Start of Available data

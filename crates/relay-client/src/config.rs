// Copyright (c) 2026 Roman Barinov <rbarinov@gmail.com>
// Licensed under the FSL-1.1-NC.

use serde::{Deserialize, Serialize};
use std::env;
use std::path::PathBuf;

#[derive(Debug, Clone, Default, Serialize, Deserialize)]
pub struct Config {
    #[serde(default)]
    pub relay: RelayConfig,
    #[serde(default)]
    pub auth: AuthConfig,
    #[serde(default)]
    pub reconnect: ReconnectConfig,
    #[serde(default)]
    pub requests: RequestConfig,
    #[serde(default)]
    pub hub: HubConfig,
}

/// Upstream relay. An empty address runs the hub without a proxy link.
#[derive(Debug, Clone, Default, Serialize, Deserialize)]
pub struct RelayConfig {
    #[serde(default)]
    pub address: String,
}

#[derive(Debug, Clone, Default, Serialize, Deserialize)]
pub struct AuthConfig {
    pub token: Option<String>,
}

#[derive(Debug, Clone, Serialize, Deserialize)]
pub struct ReconnectConfig {
    #[serde(default = "default_conn_timeout_ms")]
    pub conn_timeout_ms: Option<u64>,
    #[serde(default = "default_max_delay_ms")]
    pub max_delay_ms: u64,
    #[serde(default)]
    pub max_attempts: Option<u32>,
}

#[derive(Debug, Clone, Serialize, Deserialize)]
pub struct RequestConfig {
    #[serde(default = "default_ack_timeout_ms")]
    pub ack_timeout_ms: u64,
}

#[derive(Debug, Clone, Serialize, Deserialize)]
pub struct HubConfig {
    #[serde(default = "default_hub_port")]
    pub port: u16,
}

fn default_conn_timeout_ms() -> Option<u64> {
    Some(500)
}

fn default_max_delay_ms() -> u64 {
    30_000
}

fn default_ack_timeout_ms() -> u64 {
    10_000
}

fn default_hub_port() -> u16 {
    3000
}

impl Default for ReconnectConfig {
    fn default() -> Self {
        Self {
            conn_timeout_ms: default_conn_timeout_ms(),
            max_delay_ms: default_max_delay_ms(),
            max_attempts: None,
        }
    }
}

impl Default for RequestConfig {
    fn default() -> Self {
        Self {
            ack_timeout_ms: default_ack_timeout_ms(),
        }
    }
}

impl Default for HubConfig {
    fn default() -> Self {
        Self {
            port: default_hub_port(),
        }
    }
}

impl Config {
    pub fn load(config_path: Option<PathBuf>) -> anyhow::Result<Self> {
        let mut config = if let Some(path) = config_path {
            let content = std::fs::read_to_string(path)?;
            toml::from_str(&content)?
        } else {
            Self::default()
        };

        config.apply_env_overrides();
        config.validate()?;
        Ok(config)
    }

    pub fn has_relay(&self) -> bool {
        !self.relay.address.is_empty()
    }

    fn apply_env_overrides(&mut self) {
        if let Ok(val) = env::var("RELAY_ADDRESS") {
            self.relay.address = val;
        }
        if let Ok(val) = env::var("RELAY_AUTH_TOKEN") {
            self.auth.token = Some(val).filter(|t| !t.is_empty());
        }
        if let Ok(val) = env::var("RECONNECT_CONN_TIMEOUT_MS") {
            if val.is_empty() || val == "null" {
                self.reconnect.conn_timeout_ms = None;
            } else if let Ok(ms) = val.parse() {
                self.reconnect.conn_timeout_ms = Some(ms);
            }
        }
        if let Ok(val) = env::var("RECONNECT_MAX_DELAY_MS") {
            if let Ok(ms) = val.parse() {
                self.reconnect.max_delay_ms = ms;
            }
        }
        if let Ok(val) = env::var("RECONNECT_MAX_ATTEMPTS") {
            if let Ok(attempts) = val.parse() {
                self.reconnect.max_attempts = Some(attempts);
            }
        }
        if let Ok(val) = env::var("ACK_TIMEOUT_MS") {
            if let Ok(ms) = val.parse() {
                self.requests.ack_timeout_ms = ms;
            }
        }
        if let Ok(val) = env::var("HUB_PORT") {
            if let Ok(port) = val.parse() {
                self.hub.port = port;
            }
        }
    }

    fn validate(&self) -> anyhow::Result<()> {
        if self.has_relay()
            && !(self.relay.address.starts_with("ws://") || self.relay.address.starts_with("wss://"))
        {
            anyhow::bail!("RELAY_ADDRESS must be a ws:// or wss:// URL");
        }
        if self.requests.ack_timeout_ms == 0 {
            anyhow::bail!("ACK_TIMEOUT_MS must be greater than zero");
        }
        if self.reconnect.max_delay_ms == 0 {
            anyhow::bail!("RECONNECT_MAX_DELAY_MS must be greater than zero");
        }
        Ok(())
    }
}

#[cfg(test)]
mod tests {
    use super::*;

    #[test]
    fn test_defaults() {
        let config = Config::default();
        assert!(!config.has_relay());
        assert_eq!(config.reconnect.conn_timeout_ms, Some(500));
        assert_eq!(config.requests.ack_timeout_ms, 10_000);
        assert_eq!(config.hub.port, 3000);
        assert!(config.validate().is_ok());
    }

    #[test]
    fn test_parse_toml() {
        let config: Config = toml::from_str(
            r#"
            [relay]
            address = "ws://relay.local:8080/proxy"

            [auth]
            token = "tok1"

            [reconnect]
            conn_timeout_ms = 10
            max_attempts = 5
            "#,
        )
        .unwrap();

        assert!(config.has_relay());
        assert_eq!(config.auth.token.as_deref(), Some("tok1"));
        assert_eq!(config.reconnect.conn_timeout_ms, Some(10));
        assert_eq!(config.reconnect.max_attempts, Some(5));
        assert_eq!(config.reconnect.max_delay_ms, 30_000);
        assert_eq!(config.hub.port, 3000);
    }

    #[test]
    fn test_validate_rejects_non_ws_address() {
        let mut config = Config::default();
        config.relay.address = "http://relay.local".to_string();
        assert!(config.validate().is_err());
    }
}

End of Available data

Transcribe all entries exactly as they appear above.

_Written response_.
filename crates/relay-client/src/config.rs
// Copyright (c) 2026 Roman Barinov <rbarinov@gmail.com>
// Licensed under the FSL-1.1-NC.

use serde::{Deserialize, Serialize};
use std::env;
use std::path::PathBuf;

#[derive(Debug, Clone, Default, Serialize, Deserialize)]
pub struct Config {
    #[serde(default)]
    pub relay: RelayConfig,
    #[serde(default)]
    pub auth: AuthConfig,
    #[serde(default)]
    pub reconnect: ReconnectConfig,
    #[serde(default)]
    pub requests: RequestConfig,
    #[serde(default)]
    pub hub: HubConfig,
}

/// Upstream relay. An empty address runs the hub without a proxy link.
#[derive(Debug, Clone, Default, Serialize, Deserialize)]
pub struct RelayConfig {
    #[serde(default)]
    pub address: String,
}

#[derive(Debug, Clone, Default, Serialize, Deserialize)]
pub struct AuthConfig {
    pub token: Option<String>,
}

#[derive(Debug, Clone, Serialize, Deserialize)]
pub struct ReconnectConfig {
    #[serde(default = "default_conn_timeout_ms")]
    pub conn_timeout_ms: Option<u64>,
    #[serde(default = "default_max_delay_ms")]
    pub max_delay_ms: u64,
    #[serde(default)]
    pub max_attempts: Option<u32>,
}

#[derive(Debug, Clone, Serialize, Deserialize)]
pub struct RequestConfig {
    #[serde(default = "default_ack_timeout_ms")]
    pub ack_timeout_ms: u64,
}

#[derive(Debug, Clone, Serialize, Deserialize)]
pub struct HubConfig {
    #[serde(default = "default_hub_port")]
    pub port: u16,
}

fn default_conn_timeout_ms() -> Option<u64> {
    Some(500)
}

fn default_max_delay_ms() -> u64 {
    30_000
}

fn default_ack_timeout_ms() -> u64 {
    10_000
}

fn default_hub_port() -> u16 {
    3000
}

impl Default for ReconnectConfig {
    fn default() -> Self {
        Self {
            conn_timeout_ms: default_conn_timeout_ms(),
            max_delay_ms: default_max_delay_ms(),
            max_attempts: None,
        }
    }
}

impl Default for RequestConfig {
    fn default() -> Self {
        Self {
            ack_timeout_ms: default_ack_timeout_ms(),
        }
    }
}

impl Default for HubConfig {
    fn default() -> Self {
        Self {
            port: default_hub_port(),
        }
    }
}

impl Config {
    pub fn load(config_path: Option<PathBuf>) -> anyhow::Result<Self> {
        let mut config = if let Some(path) = config_path {
            let content = std::fs::read_to_string(path)?;
            toml::from_str(&content)?
        } else {
            Self::default()
        };

        config.apply_env_overrides();
        config.validate()?;
        Ok(config)
    }

    pub fn has_relay(&self) -> bool {
        !self.relay.address.is_empty()
    }

    fn apply_env_overrides(&mut self) {
        if let Ok(val) = env::var("RELAY_ADDRESS") {
            self.relay.address = val;
        }
        if let Ok(val) = env::var("RELAY_AUTH_TOKEN") {
            self.auth.token = Some(val).filter(|t| !t.is_empty());
        }
        if let Ok(val) = env::var("RECONNECT_CONN_TIMEOUT_MS") {
            if val.is_empty() || val == "null" {
                self.reconnect.conn_timeout_ms = None;
            } else if let Ok(ms) = val.parse() {
                self.reconnect.conn_timeout_ms = Some(ms);
            }
        }
        if let Ok(val) = env::var("RECONNECT_MAX_DELAY_MS") {
            if let Ok(ms) = val.parse() {
                self.reconnect.max_delay_ms = ms;
            }
        }
        if let Ok(val) = env::var("RECONNECT_MAX_ATTEMPTS") {
            if let Ok(attempts) = val.parse() {
                self.reconnect.max_attempts = Some(attempts);
            }
        }
        if let Ok(val) = env::var("ACK_TIMEOUT_MS") {
            if let Ok(ms) = val.parse() {
                self.requests.ack_timeout_ms = ms;
            }
        }
        if let Ok(val) = env::var("HUB_PORT") {
            if let Ok(port) = val.parse() {
                self.hub.port = port;
            }
        }
    }

    fn validate(&self) -> anyhow::Result<()> {
        if self.has_relay()
            && !(self.relay.address.starts_with("ws://") || self.relay.address.starts_with("wss://"))
        {
            anyhow::bail!("RELAY_ADDRESS must be a ws:// or wss:// URL");
        }
        if self.requests.ack_timeout_ms == 0 {
            anyhow::bail!("ACK_TIMEOUT_MS must be greater than zero");
        }
        if self.reconnect.max_delay_ms == 0 {
            anyhow::bail!("RECONNECT_MAX_DELAY_MS must be greater than zero");
        }
        Ok(())
    }
}

#[cfg(test)]
mod tests {
    use super::*;

    #[test]
    fn test_defaults() {
        let config = Config::default();
        assert!(!config.has_relay());
        assert_eq!(config.reconnect.conn_timeout_ms, Some(500));
        assert_eq!(config.requests.ack_timeout_ms, 10_000);
        assert_eq!(config.hub.port, 3000);
        assert!(config.validate().is_ok());
    }

    #[test]
    fn test_parse_toml() {
        let config: Config = toml::from_str(
            r#"
            [relay]
            address = "ws://relay.local:8080/proxy"

            [auth]
            token = "tok1"

            [reconnect]
            conn_timeout_ms = 10
            max_attempts = 5
            "#,
        )
        .unwrap();

        assert!(config.has_relay());
        assert_eq!(config.auth.token.as_deref(), Some("tok1"));
        assert_eq!(config.reconnect.conn_timeout_ms, Some(10));
        assert_eq!(config.reconnect.max_attempts, Some(5));
        assert_eq!(config.reconnect.max_delay_ms, 30_000);
        assert_eq!(config.hub.port, 3000);
    }

    #[test]
    fn test_validate_rejects_non_ws_address() {
        let mut config = Config::default();
        config.relay.address = "http://relay.local".to_string();
        assert!(config.validate().is_err());
    }
}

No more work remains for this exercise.